[Collected data entries]
---

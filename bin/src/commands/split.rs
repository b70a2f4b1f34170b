//! Split command implementation.
//!
//! Partitions a bundle that is already on disk.

use anyhow::{Context, Result};
use ratedata_lib::prelude::*;
use ratedata_lib::{process_bundle, write_partitioned};
use std::path::{Path, PathBuf};

/// Local file headers and the empty-archive trailer both start with `PK`.
fn is_zip(bytes: &[u8]) -> bool {
    bytes.starts_with(b"PK\x03\x04") || bytes.starts_with(b"PK\x05\x06")
}

/// Split one local bundle, zipped or plain, into day files.
pub(crate) fn split(input: &Path, symbol: &str, data_root: PathBuf, quiet: bool) -> Result<()> {
    let symbol: Symbol = symbol.parse()?;
    let bytes =
        std::fs::read(input).with_context(|| format!("Failed to read {}", input.display()))?;

    let layout = DataLayout::new(data_root);
    let dir = layout.ensure_symbol_dir(&symbol)?;
    let writer = SegmentWriter::new();

    let summary = if is_zip(&bytes) {
        process_bundle(&bytes, &dir, &writer)
    } else {
        write_partitioned(&bytes, &dir, &writer)
    }
    .with_context(|| format!("Failed to split {}", input.display()))?;

    tracing::info!(
        symbol = %symbol,
        path = %input.display(),
        segments = summary.segments(),
        ticks = summary.ticks,
        "bundle split"
    );

    if !quiet {
        println!(
            "Wrote {} day files ({} ticks) to {}",
            summary.segments(),
            summary.ticks,
            dir.display()
        );
        for file in &summary.files {
            println!("  {}", file.display());
        }
    }

    Ok(())
}

#[cfg(test)]
mod tests {
    use super::*;

    #[test]
    fn test_is_zip() {
        assert!(is_zip(b"PK\x03\x04rest"));
        assert!(is_zip(b"PK\x05\x06"));
        assert!(!is_zip(b"RateDateTime,RateBid,RateAsk"));
        assert!(!is_zip(b""));
    }

    #[test]
    fn test_split_plain_csv() {
        let dir = tempfile::tempdir().unwrap();
        let input = dir.path().join("AUD_USD_Week2.csv");
        std::fs::write(
            &input,
            "RateDateTime,RateBid,RateAsk\n\
             2014-01-06 23:59:59.500000000,0.89001,0.89019\n\
             2014-01-07 00:00:00,0.89002,0.89020\n",
        )
        .unwrap();

        split(&input, "aud/usd", dir.path().join("out"), true).unwrap();

        let symbol_dir = dir.path().join("out/AUD_USD");
        assert_eq!(
            std::fs::read_to_string(symbol_dir.join("2014-01-06.csv")).unwrap(),
            "2014-01-06 23:59:59.500000;0.89001;0.89019\n"
        );
        assert!(symbol_dir.join("2014-01-07.csv").is_file());
    }

    #[test]
    fn test_split_rejects_unknown_input() {
        let dir = tempfile::tempdir().unwrap();
        let err = split(&dir.path().join("absent.zip"), "EUR_USD", dir.path().into(), true);
        assert!(err.is_err());
    }
}
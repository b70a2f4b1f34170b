//! Benchmark runner that outputs a markdown table for the README.
//!
//! Run with: `cargo run --package ratedata-bench --bin benchmark_table --release`

use ratedata_bench::{BundleConfig, format_bytes, format_duration, run_partition};

/// Number of iterations per benchmark for statistical significance.
const ITERATIONS: u32 = 5;

fn main() {
    println!("ratedata partition benchmark");
    println!("============================\n");
    println!("Running benchmarks ({ITERATIONS} iterations each)...\n");

    let configs = [
        (
            "1 day",
            BundleConfig {
                days: 1,
                ..Default::default()
            },
        ),
        ("1 week", BundleConfig::default()),
        (
            "1 week, whole seconds",
            BundleConfig {
                fractional: false,
                ..Default::default()
            },
        ),
        (
            "1 busy week",
            BundleConfig {
                ticks_per_day: 200_000,
                ..Default::default()
            },
        ),
    ];

    println!("| Bundle | Size | Ticks | Days | Time | Throughput | Ticks/s |");
    println!("|--------|------|-------|------|------|------------|---------|");

    for (name, config) in &configs {
        let Some(result) = run_partition(name, config, ITERATIONS) else {
            eprintln!("{name}: generated bundle failed to partition");
            std::process::exit(1);
        };
        println!(
            "| {} | {} | {} | {} | {} | {:.1} MB/s | {:.0} |",
            result.label,
            format_bytes(result.input_bytes),
            result.ticks,
            result.segments,
            format_duration(result.duration),
            result.throughput_mbps(),
            result.ticks_per_sec()
        );
    }
}
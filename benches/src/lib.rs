//! Benchmark utilities for ratedata.

use chrono::{NaiveDate, NaiveTime, TimeDelta};
use ratedata_partition::partition_bundle;
use std::fmt::Write;
use std::time::{Duration, Instant};

/// Shape of a generated bundle.
#[derive(Debug, Clone)]
pub struct BundleConfig {
    /// First trading day.
    pub start: NaiveDate,
    /// Number of calendar days covered.
    pub days: u32,
    /// Ticks generated per day, evenly spaced.
    pub ticks_per_day: u32,
    /// Whether timestamps carry the nanosecond fraction (`.fffffffff`).
    pub fractional: bool,
}

impl Default for BundleConfig {
    fn default() -> Self {
        Self {
            start: NaiveDate::from_ymd_opt(2015, 3, 2).unwrap_or_default(),
            // One trading week
            days: 5,
            ticks_per_day: 20_000,
            fractional: true,
        }
    }
}

impl BundleConfig {
    /// Returns the total number of ticks.
    pub const fn total_ticks(&self) -> u64 {
        self.days as u64 * self.ticks_per_day as u64
    }
}

/// Generates the csv contents of a weekly bundle, header included.
pub fn synthetic_bundle(config: &BundleConfig) -> String {
    let mut out = String::with_capacity(config.total_ticks() as usize * 64 + 64);
    out.push_str("lTid,cDealable,CurrencyPair,RateDateTime,RateBid,RateAsk\n");

    let step_ms = 86_400_000 / i64::from(config.ticks_per_day.max(1));
    let mut id: u64 = 0;
    for day in 0..config.days {
        let midnight =
            (config.start + TimeDelta::days(i64::from(day))).and_time(NaiveTime::default());
        for n in 0..config.ticks_per_day {
            id += 1;
            let ts = midnight + TimeDelta::milliseconds(step_ms * i64::from(n));
            let bid = 1.1 + f64::from(n % 500) * 0.00001;
            let _ = if config.fractional {
                write!(out, "{id},D,EUR/USD,{}", ts.format("%Y-%m-%d %H:%M:%S%.9f"))
            } else {
                write!(out, "{id},D,EUR/USD,{}", ts.format("%Y-%m-%d %H:%M:%S"))
            };
            let _ = writeln!(out, ",{bid:.5},{:.5}", bid + 0.00018);
        }
    }
    out
}

/// Result of timing one bundle size.
#[derive(Debug, Clone)]
pub struct BenchmarkResult {
    /// Label of the configuration.
    pub label: String,
    /// Average duration of one partition pass.
    pub duration: Duration,
    /// Size of the bundle in bytes.
    pub input_bytes: u64,
    /// Number of ticks in the bundle.
    pub ticks: u64,
    /// Number of day segments produced.
    pub segments: usize,
}

impl BenchmarkResult {
    /// Calculate throughput in MB/s.
    pub fn throughput_mbps(&self) -> f64 {
        let secs = self.duration.as_secs_f64();
        if secs > 0.0 {
            (self.input_bytes as f64 / 1_000_000.0) / secs
        } else {
            0.0
        }
    }

    /// Calculate ticks per second.
    pub fn ticks_per_sec(&self) -> f64 {
        let secs = self.duration.as_secs_f64();
        if secs > 0.0 { self.ticks as f64 / secs } else { 0.0 }
    }
}

/// Partitions a generated bundle `iterations` times and averages the duration.
///
/// Returns `None` if the generated bundle fails to partition.
pub fn run_partition(
    label: &str,
    config: &BundleConfig,
    iterations: u32,
) -> Option<BenchmarkResult> {
    let bundle = synthetic_bundle(config);
    let iterations = iterations.max(1);

    let mut segments = 0;
    let start = Instant::now();
    for _ in 0..iterations {
        segments = partition_bundle(bundle.as_bytes()).ok()?.len();
    }
    let duration = start.elapsed() / iterations;

    Some(BenchmarkResult {
        label: label.to_string(),
        duration,
        input_bytes: bundle.len() as u64,
        ticks: config.total_ticks(),
        segments,
    })
}

/// Format duration for display.
pub fn format_duration(d: Duration) -> String {
    let secs = d.as_secs_f64();
    if secs < 1.0 {
        format!("{:.0}ms", secs * 1000.0)
    } else if secs < 60.0 {
        format!("{:.2}s", secs)
    } else {
        let mins = secs / 60.0;
        format!("{:.1}m", mins)
    }
}

/// Format bytes for display.
pub fn format_bytes(bytes: u64) -> String {
    if bytes < 1024 {
        format!("{} B", bytes)
    } else if bytes < 1024 * 1024 {
        format!("{:.1} KB", bytes as f64 / 1024.0)
    } else if bytes < 1024 * 1024 * 1024 {
        format!("{:.1} MB", bytes as f64 / (1024.0 * 1024.0))
    } else {
        format!("{:.2} GB", bytes as f64 / (1024.0 * 1024.0 * 1024.0))
    }
}

#[cfg(test)]
mod tests {
    use super::*;

    #[test]
    fn test_synthetic_bundle_partitions_by_day() {
        let config = BundleConfig {
            days: 3,
            ticks_per_day: 10,
            ..Default::default()
        };
        let segments = partition_bundle(synthetic_bundle(&config).as_bytes()).unwrap();

        assert_eq!(segments.len(), 3);
        assert!(segments.iter().all(|s| s.len() == 10));
    }

    #[test]
    fn test_whole_second_bundle() {
        let config = BundleConfig {
            days: 1,
            ticks_per_day: 4,
            fractional: false,
            ..Default::default()
        };
        let result = run_partition("tiny", &config, 2).unwrap();
        assert_eq!(result.segments, 1);
        assert_eq!(result.ticks, 4);
    }

    #[test]
    fn test_format_bytes() {
        assert_eq!(format_bytes(512), "512 B");
        assert_eq!(format_bytes(2048), "2.0 KB");
    }
}
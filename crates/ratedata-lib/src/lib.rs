//! Split GAIN Capital weekly tick archives into per-day files.
//!
//! This is a facade crate that re-exports functionality from the ratedata
//! workspace crates for convenient access.
//!
//! # Quick Start
//!
//! ```ignore
//! use ratedata_lib::prelude::*;
//!
//! #[tokio::main]
//! async fn main() -> Result<(), Box<dyn std::error::Error>> {
//!     let symbols = parse_symbols(["EUR_USD", "usd/jpy"])?;
//!     let months = MonthRange::parse("2015-01", "2015-03")?;
//!
//!     let acquisition = Acquisition::new(
//!         DownloadClient::with_defaults()?,
//!         DataLayout::new("data"),
//!         4,
//!     );
//!     let report = acquisition.run(bundle_plan(&months, &symbols)).await;
//!     println!("{} bundles written, {} skipped", report.written(), report.skipped());
//!
//!     Ok(())
//! }
//! ```

#![doc = include_str!("../README.md")]
#![doc(issue_tracker_base_url = "https://github.com/factordynamics/ratedata/issues/")]
#![cfg_attr(docsrs, feature(doc_cfg, doc_auto_cfg))]
#![warn(missing_docs)]
#![forbid(unsafe_code)]

// Re-export core types
pub use ratedata_types::*;

// Re-export the partitioning core
pub use ratedata_partition::{
    DailyPartitioner, DayAccumulator, MalformedReason, PartitionError, RecordParser,
    partition_bundle,
};

// Re-export fetch functionality
#[cfg(feature = "fetch")]
pub use ratedata_fetch::{
    ArchiveError, BundleSource, ClientConfig, DirectorySource, DownloadClient, DownloadError,
    extract_single_member, url,
};

// Re-export storage
#[cfg(feature = "store")]
pub use ratedata_store::{DataLayout, SegmentWriter, StoreError};

// Re-export the acquisition loop
#[cfg(feature = "acquire")]
pub use ratedata_acquire::{
    AcquireConfig, Acquisition, BundleError, BundleSummary, RunReport, SkipReason, UnitOutcome,
    UnitStatus, process_bundle, write_partitioned,
};

/// Prelude module for convenient imports.
///
/// ```
/// use ratedata_lib::prelude::*;
/// ```
pub mod prelude {
    pub use ratedata_types::{
        BundleKey, DaySegment, MonthRange, RatedataError, Result, SegmentTag, Symbol, Tick,
        bundle_plan, parse_symbols,
    };

    pub use ratedata_partition::{DailyPartitioner, partition_bundle};

    #[cfg(feature = "fetch")]
    pub use ratedata_fetch::{BundleSource, ClientConfig, DirectorySource, DownloadClient};

    #[cfg(feature = "store")]
    pub use ratedata_store::{DataLayout, SegmentWriter};

    #[cfg(feature = "acquire")]
    pub use ratedata_acquire::{AcquireConfig, Acquisition, RunReport, SkipReason, UnitOutcome};
}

---

ASSIGNED TASK:
Retrieve each line from the records above where the word "segments" occurs.

TASK OUTPUT:
        segments = summary.segments(),
            summary.segments(),
            result.segments,
    /// Number of day segments produced.
    pub segments: usize,
    let mut segments = 0;
        segments = partition_bundle(bundle.as_bytes()).ok()?.len();
        segments,
        let segments = partition_bundle(synthetic_bundle(&config).as_bytes()).unwrap();
        assert_eq!(segments.len(), 3);
        assert!(segments.iter().all(|s| s.len() == 10));
        assert_eq!(result.segments, 1);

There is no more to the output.